Le contexte : la fraude au crédit progresse de 25% par an (et le phénomène s’accélère). Selon WPI, la fraude au crédit pourrait occasionner €45 milliards de pertes annuelles en 2023. Si cette fraude était un pays, elle serait la cinquième puissance mondiale. Et sa croissance va en s’accélérant, au rythme de la transformation numérique et de la digitalisation des offres. Avec la baisse des taux, les marges s’effondrent et la fraude pèse plus lourd. Pendant que la fraude s’épanouit, les établissements de crédit, eux, font face à un phénomène à double tranchant : une baisse des taux d’intérêt ces dix dernières années, en particulier côté crédits amortissables. Si elle est intéressante pour les consommateurs, cette évolution rend la fraude encore plus pénalisante pour les organismes de crédit. Aujourd’hui, il faut vendre environ deux fois plus de crédits juste pour espérer couvrir les défauts de paiement (sommes prêtées) et compenser les pertes (intérêts), ce qui dégrade encore le PNB, déjà mis à mal par la baisse des taux.

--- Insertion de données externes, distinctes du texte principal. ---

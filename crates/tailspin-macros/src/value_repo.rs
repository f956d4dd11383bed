use quote::{format_ident, quote};
use syn::{Attribute, Data, DeriveInput, Field, Ident, LitStr, parse_quote};

const REPO: &str = "repo";
const GARDE: &str = "garde";
const REPO_ID: &str = "id";

fn is_id_field(f: &Field) -> syn::Result<bool> {
    for attr in &f.attrs {
        if attr.path().is_ident(REPO) {
            let name: Ident = attr.parse_args()?;
            if name == REPO_ID {
                return Ok(true);
            }
            return Err(syn::Error::new(name.span(), "Unknown field attribute, expected id"));
        }
    }
    Ok(false)
}

fn table_name(attrs: &[Attribute]) -> syn::Result<Option<String>> {
    let mut table = None;
    for attr in attrs {
        if attr.path().is_ident(REPO) {
            attr.parse_nested_meta(|meta| {
                if meta.path.is_ident("table") {
                    let name: LitStr = meta.value()?.parse()?;
                    table = Some(name.value());
                    Ok(())
                } else {
                    Err(meta.error("Unsupported repo attribute, expected table"))
                }
            })?;
        }
    }
    Ok(table)
}

/// Keeps only garde rules, every field of the payload must be validated or skipped
fn prepare_create_field(f: &Field) -> Field {
    let mut field = f.clone();
    field.attrs.retain(|a| a.path().is_ident(GARDE));
    if field.attrs.is_empty() {
        field.attrs.push(parse_quote!(#[garde(skip)]));
    }
    field.vis = syn::Visibility::Public(syn::token::Pub::default());
    field
}

pub fn repository(input: proc_macro::TokenStream) -> proc_macro::TokenStream {
    let input = syn::parse_macro_input!(input as DeriveInput);
    match expand(input) {
        Ok(tokens) => tokens.into(),
        Err(e) => e.to_compile_error().into(),
    }
}

fn expand(input: DeriveInput) -> syn::Result<proc_macro2::TokenStream> {
    let entity_ident = input.ident.clone();
    let entity_name = entity_ident.to_string();
    let prefix = entity_name.to_lowercase();
    let table = table_name(&input.attrs)?.ok_or_else(|| {
        syn::Error::new(
            input.ident.span(),
            "Missing table name, use #[repo(table = \"...\")]",
        )
    })?;

    let Data::Struct(data) = input.data else {
        return Err(syn::Error::new(
            input.ident.span(),
            "Unexpected data type, should be struct",
        ));
    };

    let mut id_field = None;
    let mut value_fields = Vec::new();
    for f in data.fields.iter() {
        if f.ident.is_none() {
            return Err(syn::Error::new(
                input.ident.span(),
                "Only structs with named fields are supported",
            ));
        }
        if is_id_field(f)? {
            id_field = f.ident.clone();
        } else {
            value_fields.push(f);
        }
    }
    let id_ident = id_field.ok_or_else(|| {
        syn::Error::new(
            input.ident.span(),
            "Missing primary key, mark it with #[repo(id)]",
        )
    })?;
    let id_col = id_ident.to_string();

    // unwrap is ok as unnamed fields are rejected above
    let value_idents = value_fields
        .iter()
        .map(|f| f.ident.clone().unwrap())
        .collect::<Vec<_>>();
    let value_cols = value_idents.iter().map(|i| i.to_string()).collect::<Vec<_>>();

    let create_fields = value_fields.iter().map(|f| prepare_create_field(f));
    let create_struct_name = format_ident!("Create{}", entity_name);
    let create_struct = quote! {
        #[derive(Debug, serde::Serialize, serde::Deserialize, Clone, garde::Validate)]
        #[cfg_attr(feature = "openapi", derive(utoipa::ToSchema))]
        pub struct #create_struct_name {
            #(#create_fields,)*
        }
    };

    let prefixed_id = format!("{prefix}_{id_col}");
    let prefixed_values = value_cols.iter().map(|c| format!("{prefix}_{c}"));
    let from_row_prefixed = quote! {
        impl crate::FromRowPrefixed for #entity_ident {
            fn from_row_prefixed(row: &crate::ChosenRow) -> std::result::Result<Self, sqlx::Error> {
                use sqlx::Row as _;
                Ok(Self {
                    #id_ident: row.try_get(#prefixed_id)?,
                    #(#value_idents: row.try_get(#prefixed_values)?,)*
                })
            }
        }
    };

    let all_cols = std::iter::once(id_col.clone())
        .chain(value_cols.iter().cloned())
        .collect::<Vec<_>>()
        .join(",");
    let placeholders = value_cols.iter().map(|_| "?").collect::<Vec<_>>().join(",");
    let insert_cmd = format!(
        "INSERT INTO {table}({}) VALUES ({placeholders}) RETURNING {all_cols}",
        value_cols.join(",")
    );
    let select_one_query = format!("SELECT {all_cols} FROM {table} WHERE {id_col} = ?");
    let select_all_query = format!("SELECT {all_cols} FROM {table} ORDER BY {id_col}");
    let exists_query = format!("SELECT EXISTS(SELECT 1 FROM {table} WHERE {id_col} = ?)");
    let count_cmd = format!("SELECT count(*) FROM {table}");
    let bound_fields = value_idents
        .iter()
        .map(|f| quote!(.bind(&payload.#f)))
        .collect::<Vec<_>>();

    let repo_name = format_ident!("{}Repository", entity_name);
    let repo_impl_name = format_ident!("{}RepositoryImpl", entity_name);

    let repo_impl = quote! {
        pub type #repo_name = #repo_impl_name<sqlx::Pool<crate::ChosenDB>>;

        pub struct #repo_impl_name<E> {
            executor: E,
        }

        impl<'c, E> #repo_impl_name<E>
        where
            for<'a> &'a E: sqlx::Executor<'c, Database = crate::ChosenDB>,
        {
            pub fn new(executor: E) -> Self {
                Self { executor }
            }

            pub async fn create(&self, payload: #create_struct_name) -> crate::error::Result<#entity_ident> {
                create(&payload, &self.executor).await
            }

            pub async fn get(&self, id: i64) -> crate::error::Result<#entity_ident> {
                get(id, &self.executor).await
            }

            pub async fn exists(&self, id: i64) -> crate::error::Result<bool> {
                exists(id, &self.executor).await
            }

            pub async fn count(&self) -> crate::error::Result<i64> {
                let count: i64 = sqlx::query_scalar(#count_cmd)
                    .fetch_one(&self.executor)
                    .await?;
                Ok(count)
            }

            pub async fn list_all(&self) -> crate::error::Result<Vec<#entity_ident>> {
                let records = sqlx::query_as::<_, #entity_ident>(#select_all_query)
                    .fetch_all(&self.executor)
                    .await?;
                Ok(records)
            }
        }

        pub async fn create<'c, X>(payload: &#create_struct_name, executor: X) -> crate::error::Result<#entity_ident>
        where
            X: sqlx::Executor<'c, Database = crate::ChosenDB>,
        {
            garde::Validate::validate(payload).map_err(crate::validate::ValidationError::from)?;
            let record = sqlx::query_as::<_, #entity_ident>(#insert_cmd)
                #(#bound_fields)*
                .fetch_one(executor)
                .await?;
            tracing::debug!("Created {} {}", #entity_name, record.#id_ident);
            Ok(record)
        }

        pub async fn get<'c, X>(id: i64, executor: X) -> crate::error::Result<#entity_ident>
        where
            X: sqlx::Executor<'c, Database = crate::ChosenDB>,
        {
            sqlx::query_as::<_, #entity_ident>(#select_one_query)
                .bind(id)
                .fetch_optional(executor)
                .await?
                .ok_or_else(|| crate::error::Error::RecordNotFound(#entity_name.to_string()))
        }

        pub async fn exists<'c, X>(id: i64, executor: X) -> crate::error::Result<bool>
        where
            X: sqlx::Executor<'c, Database = crate::ChosenDB>,
        {
            let found: bool = sqlx::query_scalar(#exists_query)
                .bind(id)
                .fetch_one(executor)
                .await?;
            Ok(found)
        }
    };

    Ok(quote! {
        #create_struct
        #from_row_prefixed
        #repo_impl
    })
}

Le problème avec les solutions actuelles de lutte contre la fraude au crédit…
Face à la fraude, le monde du crédit se défend bien, puisqu'elle est identifiée à 90% en amont. Le problème, c’est que pour éponger les pertes, et surtout augmenter son chiffre d’affaires, il faut s’attaquer aux 10% de fraude qui passent à travers les mailles du filet. Or, pour reconquérir cette fraude résiduelle qui pèse si lourd, les systèmes de contrôle « classiques » ne suffisent plus. D’une part, ils submergent les équipes d’alertes à traiter manuellement et génèrent trop de faux positifs, ce qui peut obliger à des recrutements supplémentaires.
D’autre part, d’un point de vue service client, la méthode devient totalement contreproductive, tant elle allonge les délais d’attente. Après avoir effectué leur demande en ligne en quelques minutes, les candidats aux crédits sont frustrés de devoir patienter des jours (voire des semaines) pour obtenir une réponse. Et tous n’ont pas cette patience.
Résultats : baisse du ROI, temps perdu, pression sur les équipes et dégradation de l’expérience client. Tout cela pour recouvrer… 1% de pertes seulement.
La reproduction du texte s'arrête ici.